◆ Assignment
Could you copy the lines below exactly, leaving none out?

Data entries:

══════════

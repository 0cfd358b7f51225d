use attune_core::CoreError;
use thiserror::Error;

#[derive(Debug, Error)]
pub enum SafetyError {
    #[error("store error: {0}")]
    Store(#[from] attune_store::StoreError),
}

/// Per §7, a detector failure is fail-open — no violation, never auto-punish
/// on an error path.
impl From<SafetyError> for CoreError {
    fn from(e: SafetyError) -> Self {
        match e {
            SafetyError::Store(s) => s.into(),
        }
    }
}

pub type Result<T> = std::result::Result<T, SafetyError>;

══════════

◆ Solution to this task
repository 0cfd358b7f51225d
use attune_core::CoreError;
use thiserror::Error;

#[derive(Debug, Error)]
pub enum SafetyError {
    #[error("store error: {0}")]
    Store(#[from] attune_store::StoreError),
}

/// Per §7, a detector failure is fail-open — no violation, never auto-punish
/// on an error path.
impl From<SafetyError> for CoreError {
    fn from(e: SafetyError) -> Self {
        match e {
            SafetyError::Store(s) => s.into(),
        }
    }
}

pub type Result<T> = std::result::Result<T, SafetyError>;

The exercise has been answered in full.